Роберт Уилсон творит по ту сторону жизни и смерти, в гулкой пустоте "чистого искусства", пренебрегая живой реальностью и, что вполне естественно, пребыванием в ней живого человека.
Воображение здесь— у Хеббельса, у Уилсона— не содействует погружению в мир, более глубокому его познанию и более точному представлению о нем. Воображение здесь — способ отгородиться от реальности, забыть о ней, ее преодолеть. Именно поэтому мастера такого типа (а и тот, и другой режиссер — подлинные мастера своего дела) непрестанно "играют" со зрителем. Они интригуют его показным и рассчитанным "иррационализмом" своих отлично придуманных— и продуманных! — построений и в то же время, очевидно, демонстрируют ему свое безразличие, пренебрегают им как еще одной малозначительной деталью "театрального ландшафта".
От встречи с таким искусством остается ощущение, как от прикосновения к искусственному льду: если и обжигает, то оттого только, что холодное.
В контексте нашего разговора о зарубежной программе Олимпиады — мы предупреждали об этом — оценочность отсутствует. Все спектакли интересны, все в высшей степени профессиональны. Но различаются модели, к которым тяготеют те или иные театральные работы, отличны друг от друга ориентиры и результаты саморефлексии, которая нынче столь часто питает искусство, а потому столь существенна для его понимания.

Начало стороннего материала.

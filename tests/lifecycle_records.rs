mod common;

use axum::http::StatusCode;
use serde_json::json;

use common::TestApp;
use server_provisioning::db::models::role::Role;

#[tokio::test]
async fn hand_over_then_requester_confirms() {
    let app = TestApp::new();
    let pemohon = app.account(Role::Requester, "pemohon@demo.com").await;
    let admin = app.account(Role::ServerAdmin, "admin@demo.com").await;
    let id = app.submit_request(&pemohon).await;
    let base = format!("/pengajuan/{id}");

    let (status, body) = app
        .post(
            &format!("{base}/tindak-lanjut"),
            &admin.token,
            json!({ "deskripsi": "Instalasi VM", "tanggalMulai": "2025-04-01" }),
        )
        .await;
    assert_eq!(status, StatusCode::CREATED, "{body}");
    assert_eq!(app.status_of(id).await, "DIPROSES");

    // Not handed over yet.
    let confirm = json!({ "status": "Sesuai", "catatan": "Terima kasih" });
    let (status, body) = app.post(&format!("{base}/konfirmasi"), &pemohon.token, confirm.clone()).await;
    assert_eq!(status, StatusCode::BAD_REQUEST);
    assert_eq!(body["message"], "Pengajuan belum diserahkan.");

    let acceptance = json!({ "cpu": 4, "ram": "8", "storage": 100, "sistemOperasi": "Ubuntu 22.04" });
    let (status, body) = app.post(&format!("{base}/penerimaan"), &admin.token, acceptance.clone()).await;
    assert_eq!(status, StatusCode::CREATED, "{body}");
    assert_eq!(body["data"]["ram"], 8);
    assert_eq!(app.status_of(id).await, "DISELESAIKAN");

    let (status, _) = app.post(&format!("{base}/penerimaan"), &admin.token, acceptance).await;
    assert_eq!(status, StatusCode::CONFLICT);

    let (status, body) = app.post(&format!("{base}/konfirmasi"), &pemohon.token, confirm).await;
    assert_eq!(status, StatusCode::CREATED, "{body}");
    assert_eq!(body["data"]["userId"], pemohon.user.id);
    assert_eq!(app.status_of(id).await, "DITERIMA");

    let (status, body) = app.get(&format!("{base}/audit"), &pemohon.token).await;
    assert_eq!(status, StatusCode::OK);
    let entries = body["data"].as_array().unwrap();
    assert_eq!(entries[0]["action"], "KONFIRMASI");
    assert_eq!(entries[0]["detail"], "Status: Sesuai | Catatan: Terima kasih");
    assert_eq!(entries[0]["user"]["email"], "pemohon@demo.com");
    let penerimaan = entries.iter().find(|e| e["action"] == "PENERIMAAN").unwrap();
    assert_eq!(penerimaan["detail"], "CPU: 4 | RAM: 8 | Storage: 100 | OS: Ubuntu 22.04");

    let (status, body) = app.get(&base, &pemohon.token).await;
    assert_eq!(status, StatusCode::OK);
    assert_eq!(body["data"]["tindakLanjut"]["deskripsi"], "Instalasi VM");
    assert_eq!(body["data"]["konfirmasi"]["status"], "Sesuai");
}

#[tokio::test]
async fn sub_records_enforce_roles_ownership_and_existence() {
    let app = TestApp::new();
    let owner = app.account(Role::Requester, "owner@demo.com").await;
    let other = app.account(Role::Requester, "other@demo.com").await;
    let admin = app.account(Role::ServerAdmin, "admin@demo.com").await;
    let id = app.submit_request(&owner).await;

    let monitoring = json!({ "ipAddress": "10.0.0.7", "statusMonitoring": "UP" });
    let (status, _) = app.post(&format!("/pengajuan/{id}/monitoring"), &owner.token, monitoring.clone()).await;
    assert_eq!(status, StatusCode::FORBIDDEN);
    let (status, _) = app.post("/pengajuan/999/monitoring", &admin.token, monitoring.clone()).await;
    assert_eq!(status, StatusCode::NOT_FOUND);
    let (status, _) = app.post(&format!("/pengajuan/{id}/monitoring"), &admin.token, json!({})).await;
    assert_eq!(status, StatusCode::BAD_REQUEST);
    let (status, _) = app.post(&format!("/pengajuan/{id}/monitoring"), &admin.token, monitoring).await;
    assert_eq!(status, StatusCode::CREATED);
    // Monitoring does not move the request.
    assert_eq!(app.status_of(id).await, "DIAJUKAN");

    let backup_uri = format!("/pengajuan/{id}/backup");
    let backup = json!({ "periodeBackup": "Harian", "tanggalTerakhir": "2025-04-02" });
    let (status, _) = app.post(&backup_uri, &other.token, backup.clone()).await;
    assert_eq!(status, StatusCode::FORBIDDEN);
    let (status, body) = app.post(&backup_uri, &owner.token, backup).await;
    assert_eq!(status, StatusCode::CREATED, "{body}");

    let (status, _) = app.patch(&backup_uri, &owner.token, json!({})).await;
    assert_eq!(status, StatusCode::BAD_REQUEST);
    let (status, body) = app.patch(&backup_uri, &admin.token, json!({ "periodeBackup": "Mingguan" })).await;
    assert_eq!(status, StatusCode::OK);
    assert_eq!(body["data"]["periodeBackup"], "Mingguan");

    let (status, _) = app.delete(&backup_uri, &admin.token).await;
    assert_eq!(status, StatusCode::OK);
    let (status, _) = app.delete(&backup_uri, &admin.token).await;
    assert_eq!(status, StatusCode::NOT_FOUND);
    let (status, _) = app.get(&backup_uri, &owner.token).await;
    assert_eq!(status, StatusCode::NOT_FOUND);

    let actions: Vec<String> = app
        .state
        .store
        .list_audit(id)
        .await
        .unwrap()
        .into_iter()
        .map(|log| log.action)
        .collect();
    for tag in ["MONITORING", "BACKUP", "BACKUP_UPDATE", "BACKUP_DELETE"] {
        assert!(actions.iter().any(|a| a == tag), "missing {tag} in {actions:?}");
    }
}

#[tokio::test]
async fn archive_update_requires_a_note() {
    let app = TestApp::new();
    let owner = app.account(Role::Requester, "owner@demo.com").await;
    let admin = app.account(Role::ServerAdmin, "admin@demo.com").await;
    let id = app.submit_request(&owner).await;
    let uri = format!("/pengajuan/{id}/arsip");

    let (status, _) = app.patch(&uri, &admin.token, json!({ "catatan": "x" })).await;
    assert_eq!(status, StatusCode::NOT_FOUND);

    let (status, body) = app.post(&uri, &admin.token, json!({})).await;
    assert_eq!(status, StatusCode::CREATED, "{body}");
    assert!(body["data"]["catatan"].is_null());

    let (status, _) = app.patch(&uri, &admin.token, json!({})).await;
    assert_eq!(status, StatusCode::BAD_REQUEST);
    let (status, body) = app.patch(&uri, &admin.token, json!({ "catatan": "Selesai" })).await;
    assert_eq!(status, StatusCode::OK);
    assert_eq!(body["data"]["catatan"], "Selesai");
}

#[tokio::test]
async fn deleting_a_request_removes_everything_hanging_off_it() {
    let app = TestApp::new();
    let owner = app.account(Role::Requester, "owner@demo.com").await;
    let kalab = app.account(Role::LabHead, "kepalalab@demo.com").await;
    let admin = app.account(Role::ServerAdmin, "admin@demo.com").await;
    let id = app.submit_request(&owner).await;

    app.post(
        "/persetujuan",
        &kalab.token,
        json!({ "pengajuanId": id, "status": "DISETUJUI" }),
    )
    .await;
    app.post(&format!("/pengajuan/{id}/arsip"), &admin.token, json!({ "catatan": "lama" }))
        .await;

    let (status, _) = app.delete(&format!("/pengajuan/{id}"), &owner.token).await;
    assert_eq!(status, StatusCode::FORBIDDEN);
    let (status, _) = app.delete(&format!("/pengajuan/{id}"), &admin.token).await;
    assert_eq!(status, StatusCode::OK);

    let store = &app.state.store;
    assert!(store.find_request(id).await.unwrap().is_none());
    assert!(store.list_approvals(Some(id)).await.unwrap().is_empty());
    assert!(store.find_archive(id).await.unwrap().is_none());
    assert!(store.list_audit(id).await.unwrap().is_empty());
}

#[tokio::test]
async fn admin_removes_a_decision_without_touching_status() {
    let app = TestApp::new();
    let owner = app.account(Role::Requester, "owner@demo.com").await;
    let kalab = app.account(Role::LabHead, "kepalalab@demo.com").await;
    let admin = app.account(Role::ServerAdmin, "admin@demo.com").await;
    let id = app.submit_request(&owner).await;

    let (_, body) = app
        .post("/persetujuan", &kalab.token, json!({ "pengajuanId": id, "status": "APPROVED" }))
        .await;
    let approval_id = body["data"]["persetujuan"]["id"].as_i64().unwrap();

    let (status, _) = app.delete(&format!("/persetujuan?id={approval_id}"), &kalab.token).await;
    assert_eq!(status, StatusCode::FORBIDDEN);
    let (status, _) = app.delete("/persetujuan?id=abc", &admin.token).await;
    assert_eq!(status, StatusCode::BAD_REQUEST);
    let (status, _) = app.delete(&format!("/persetujuan?id={approval_id}"), &admin.token).await;
    assert_eq!(status, StatusCode::OK);

    assert_eq!(app.status_of(id).await, "DIPERIKSA");
    let (status, body) = app.get(&format!("/persetujuan?pengajuanId={id}"), &admin.token).await;
    assert_eq!(status, StatusCode::OK);
    assert!(body["data"].as_array().unwrap().is_empty());

    // The slot is free again once the row is gone.
    let (status, _) = app
        .post("/persetujuan", &kalab.token, json!({ "pengajuanId": id, "status": "APPROVED" }))
        .await;
    assert_eq!(status, StatusCode::CREATED);
}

Вот на смену модели "игра в театр" приходит модель "игра с мифом".
Она может осуществляться по мере развертывания принципов "театральной антропологии" в спектакле знаменитого датского "Один-театра", созданного Эуженио Барбой. Она может выйти на первый план в античных постановках не менее знаменитого японского режиссера Тадаши Сузуки, осуществленных им в театральном комплексе Шизуока. Что общего между этими, казалось бы, совершенно разными спектаклями?
Известно, какое место занимало мифологическое сознание в искусстве XX века. Оно открывало путь к постановке глобальных философских проблем, позволяло осветить метафизические вопросы человеческого существования, связать заурядный индивидуальный быт с общечеловеческим бытием. Именно так было в романах Т. Манна и экзистенциалистской драме, в произведениях Д. Джойса и в пьесах Беккета. Вот и Барба, комментируя свой спектакль "Мифы", показанный на Олимпиаде, обещает представить историю XX века через мифологию, с помощью мифологических героев — таких, как Эдип, Медея, Орфей и другие, — справить "поминки" по революциям и прочим потрясениям, которыми был так богат минувший век. Спектакль "Одинтеатра" поражает причудливым эклектизмом и фрагментарностью, тяготеет к крайностям истерии и вместе с тем уничижительного гротеска. Он теряет в этой "гремучей" смеси и поэтический метафоризм, и образную ассоциативность. Более того: по мере развития действия, явно претендующего на ритуальность, оно становится все более алогичным, художественная усложненность все очевиднее оборачивается темнотой общего смысла. Похоже, что вместо инструмента отважного поиска вечных истин в спектакле Эуженио Барбы миф сделался средством "спасения от страха перед историей" (Д. Джойс).